BEGIN Records for processing

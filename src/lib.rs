//! # Avatar SDK - Streaming Avatar Session Client
//!
//! Client library for the avatar rendering service: exchange an API key
//! for a short-lived session token, open a streaming WebSocket
//! connection, push PCM audio in correlated chunks, and receive animation
//! frames and error reports through callbacks.
//!
//! ## Session Lifecycle
//!
//! ```text
//! Client                      Console              Ingress
//!    |                           |                    |
//!    |-- POST /session-tokens -->|                    |   Init
//!    |<------ sessionToken ------|                    |
//!    |                           |                    |
//!    |-------- WebSocket upgrade (id, credentials) -->|   Start
//!    |-------- ConfigureSession (audio, egress) ----->|
//!    |<------- ConfirmSession (connection id) --------|
//!    |                           |                    |
//!    |======== AudioInput (req id, chunk, end) ======>|   SendAudio
//!    |<======= Animation (frame bytes, end) ==========|   (dispatcher)
//!    |<======= ServerError (code, message) ===========|
//!    |                           |                    |
//!    |-------- Close frame -------------------------->|   Close
//! ```
//!
//! ## Operations
//!
//! | Operation    | Blocking | Failure surface                           |
//! |--------------|----------|-------------------------------------------|
//! | `init`       | yes      | returned `Result`                         |
//! | `start`      | yes      | returned `Result`, socket closed on error |
//! | `send_audio` | yes      | returned `Result`, req id kept on error   |
//! | `close`      | yes      | returned `Result`, connection cleared     |
//! | dispatcher   | no       | `on_error` callback, then session close   |
//!
//! Failures after the dispatcher has started are asynchronous: they reach
//! the caller only through the error callback and are followed by a
//! session close. Per-message decode failures are the one non-fatal case;
//! they are reported and the loop keeps reading.
//!
//! ## Quick Start
//!
//! ```rust,ignore
//! use avatar_sdk::{AvatarSession, SessionConfig};
//! use chrono::{Duration, Utc};
//!
//! let config = SessionConfig::new()
//!     .with_api_key(std::env::var("AVATAR_API_KEY")?)
//!     .with_app_id("my-app")
//!     .with_avatar_id("avatar-42")
//!     .with_expire_at(Utc::now() + Duration::minutes(10))
//!     .with_console_endpoint("https://console.example.com")
//!     .with_ingress_endpoint("https://ingress.example.com")
//!     .with_on_frame(|frame, is_final| {
//!         // feed frame bytes to the renderer
//!     })
//!     .with_on_error(|err| eprintln!("session error: {err}"));
//!
//! let session = AvatarSession::new(config);
//! session.init().await?;
//! let connection_id = session.start().await?;
//!
//! let req_id = session.send_audio(&pcm_chunk, false).await?;
//! session.send_audio(&last_chunk, true).await?;
//!
//! session.close().await?;
//! ```
//!
//! ## Concurrency
//!
//! The connection handle and the active correlation id live behind one
//! mutex, so `send_audio` and `close` are safe to call from different
//! tasks. The dispatcher runs on its own task and every callback
//! invocation is spawned on yet another task: a slow callback never
//! delays the next inbound read. Chunks within one correlation sequence
//! reach the wire in call order; frames reach the frame callback in wire
//! order at the dispatch point.
//!
//! ## Modules
//!
//! - [`session`]: the `AvatarSession` lifecycle (init/start/send/close)
//! - [`config`]: session configuration, auth transport, callbacks
//! - [`token`]: console session-token exchange
//! - [`wire`]: binary envelope codec
//! - [`logid`]: sortable correlation/log id generation
//! - [`error`]: error types and the stable SDK error codes

pub mod config;
pub mod error;
pub mod logid;
pub mod session;
pub mod token;
pub mod wire;

// Re-exports for convenience
pub use config::{AudioSettings, AuthTransport, EgressConfig, SessionConfig};
pub use error::{map_connect_status, Result, SdkError, SdkErrorCode};
pub use logid::generate_log_id;
pub use session::AvatarSession;
pub use token::TokenClient;
pub use wire::{Envelope, MessageKind};

/// Library version
pub const VERSION: &str = env!("CARGO_PKG_VERSION");

/// Streaming protocol version sent in the configure message
pub const PROTOCOL_VERSION: &str = "2.0";
//! Log identifier generation.
//!
//! Ids are sortable: a UTC timestamp prefix (`YYYYMMDDHHMMSS`) followed by
//! an underscore and a 12-character random alphanumeric suffix. They are
//! used as audio correlation ids ("req ids") and are safe to put in log
//! lines and error reports.

use chrono::{DateTime, Utc};
use rand::distributions::Alphanumeric;
use rand::Rng;

const TIMESTAMP_FORMAT: &str = "%Y%m%d%H%M%S";
const SUFFIX_LEN: usize = 12;

/// Generate a log identifier in the format `YYYYMMDDHHMMSS_<suffix>`.
pub fn generate_log_id() -> String {
    generate_at(Utc::now())
}

fn generate_at(now: DateTime<Utc>) -> String {
    let suffix: String = rand::thread_rng()
        .sample_iter(&Alphanumeric)
        .take(SUFFIX_LEN)
        .map(char::from)
        .collect();
    format!("{}_{}", now.format(TIMESTAMP_FORMAT), suffix)
}
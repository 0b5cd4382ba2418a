//! services/api/src/config.rs
//!
//! Defines the application's configuration structure and loading logic.
//!
//! All configuration is loaded from environment variables at startup. The `.env`
//! file is used for local development.

use std::net::SocketAddr;
use tracing::Level;

/// A custom error type for configuration loading failures.
#[derive(Debug, thiserror::Error)]
pub enum ConfigError {
    #[error("Missing the environment variable {0}")]
    MissingVar(String),
    #[error("Invalid value for the environment variable {0}: {1}")]
    InvalidValue(String, String),
}

/// Holds all configuration loaded from the environment at startup.
#[derive(Clone, Debug)]
pub struct Config {
    pub bind_address: SocketAddr,
    pub database_url: String,
    pub log_level: Level,
    pub cors_origin: String,
    pub openai_api_key: Option<String>,
    pub codegen_model: String,
}

impl Config {
    /// Loads configuration from environment variables.
    ///
    /// It will look for a `.env` file in the current directory for development,
    /// but this is skipped in test environments to ensure tests are hermetic.
    pub fn from_env() -> Result<Self, ConfigError> {
        // Only load from .env in non-test mode to avoid contamination.
        if !cfg!(test) {
            dotenvy::dotenv().ok();
        }

        // --- Load Server and Database Settings ---
        let bind_address_str =
            std::env::var("BIND_ADDRESS").unwrap_or_else(|_| "0.0.0.0:3001".to_string());
        let bind_address = bind_address_str
            .parse::<SocketAddr>()
            .map_err(|e| ConfigError::InvalidValue("BIND_ADDRESS".to_string(), e.to_string()))?;

        let database_url = std::env::var("DATABASE_URL")
            .map_err(|_| ConfigError::MissingVar("DATABASE_URL".to_string()))?;

        let log_level_str = std::env::var("RUST_LOG").unwrap_or_else(|_| "INFO".to_string());
        let log_level = log_level_str.parse::<Level>().map_err(|_| {
            ConfigError::InvalidValue(
                "RUST_LOG".to_string(),
                format!("'{}' is not a valid log level", log_level_str),
            )
        })?;

        let cors_origin =
            std::env::var("CORS_ORIGIN").unwrap_or_else(|_| "http://localhost:3000".to_string());

        // --- Load API Keys (as optional) ---
        let openai_api_key = std::env::var("OPENAI_API_KEY").ok();

        // --- Load Adapter-specific Settings ---
        let codegen_model =
            std::env::var("CODEGEN_MODEL").unwrap_or_else(|_| "gpt-4o-mini".to_string());

        Ok(Self {
            bind_address,
            database_url,
            log_level,
            cors_origin,
            openai_api_key,
            codegen_model,
        })
    }
}
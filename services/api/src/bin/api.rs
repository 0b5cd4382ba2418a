//! services/api/src/bin/api.rs

use api_lib::{
    adapters::{codegen_llm::OpenAiCodegenAdapter, db::PgStore},
    config::Config,
    error::ApiError,
    web::{
        create_component_handler, delete_component_handler, generate_code_handler,
        get_component_handler, like_status_handler, list_components_handler,
        list_technologies_handler, require_auth, rest::ApiDoc, state::AppState,
        toggle_like_handler, update_component_handler,
    },
};
use async_openai::{config::OpenAIConfig, Client};
use axum::{
    http::{
        header::{ACCEPT, AUTHORIZATION, CONTENT_TYPE},
        HeaderValue, Method,
    },
    middleware as axum_middleware,
    routing::{get, post},
    Router,
};
use sqlx::postgres::PgPoolOptions;
use std::sync::Arc;
use tower_http::cors::CorsLayer;
use tracing::info;
use tracing_subscriber::{layer::SubscriberExt, util::SubscriberInitExt};
use utoipa::OpenApi;
use utoipa_swagger_ui::SwaggerUi;

#[tokio::main]
async fn main() -> Result<(), ApiError> {
    // --- 1. Load Configuration & Set Up Logging ---
    let config = Arc::new(Config::from_env()?);
    tracing_subscriber::registry()
        .with(tracing_subscriber::EnvFilter::new(config.log_level.to_string()))
        .with(tracing_subscriber::fmt::layer())
        .init();
    info!("Configuration loaded. Starting server...");

    // --- 2. Connect to Database & Run Migrations ---
    info!("Connecting to database...");
    let db_pool = PgPoolOptions::new()
        .max_connections(5)
        .connect(&config.database_url)
        .await?;
    let store = Arc::new(PgStore::new(db_pool));
    info!("Running database migrations...");
    store.run_migrations().await?;
    info!("Database migrations complete.");

    // --- 3. Initialize the Code Generation Adapter ---
    let openai_config = OpenAIConfig::new().with_api_key(
        config
            .openai_api_key
            .as_ref()
            .ok_or_else(|| ApiError::Internal("OPENAI_API_KEY is required".to_string()))?,
    );
    let openai_client = Client::with_config(openai_config);
    let codegen = Arc::new(OpenAiCodegenAdapter::new(
        openai_client,
        config.codegen_model.clone(),
    ));

    // --- 4. Build the Shared AppState ---
    let app_state = Arc::new(AppState {
        store,
        codegen,
        config: config.clone(),
    });

    let cors = CorsLayer::new()
        .allow_origin(
            config
                .cors_origin
                .parse::<HeaderValue>()
                .map_err(|e| ApiError::Internal(format!("Invalid CORS_ORIGIN: {}", e)))?,
        )
        .allow_credentials(true)
        .allow_methods([
            Method::GET,
            Method::POST,
            Method::PATCH,
            Method::DELETE,
            Method::OPTIONS,
        ])
        .allow_headers([AUTHORIZATION, CONTENT_TYPE, ACCEPT]);

    // --- 5. Create the Web Router ---
    // Public routes (no auth required)
    let public_routes = Router::new()
        .route("/components", get(list_components_handler))
        .route("/components/{id}", get(get_component_handler))
        .route("/components/{id}/like", get(like_status_handler))
        .route("/technologies", get(list_technologies_handler));

    // Protected routes (auth required)
    let protected_routes = Router::new()
        .route("/components", post(create_component_handler))
        .route(
            "/components/{id}",
            axum::routing::patch(update_component_handler)
                .delete(delete_component_handler),
        )
        .route("/components/{id}/like", post(toggle_like_handler))
        .route("/ai/generate-code", post(generate_code_handler))
        .layer(axum_middleware::from_fn_with_state(
            app_state.clone(),
            require_auth,
        ));

    // Combine API routes
    let api_router = Router::new()
        .merge(public_routes)
        .merge(protected_routes)
        .layer(cors)
        .with_state(app_state);

    // Merge the API router with the Swagger UI router for a complete application.
    let app = Router::new()
        .merge(api_router)
        .merge(SwaggerUi::new("/swagger-ui").url("/api-docs/openapi.json", ApiDoc::openapi()));

    // --- 6. Start the Server ---
    info!("Starting server on {}", config.bind_address);
    info!(
        "Swagger UI available at http://{}/swagger-ui",
        config.bind_address
    );
    let listener = tokio::net::TcpListener::bind(&config.bind_address).await?;
    axum::serve(listener, app).await?;

    Ok(())
}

END Records for processing

# Problem to solve
Only the lines that contain the word "callbacks" should be copied from the material.

# The answer
//! frames and error reports through callbacks.
//! - [`config`]: session configuration, auth transport, callbacks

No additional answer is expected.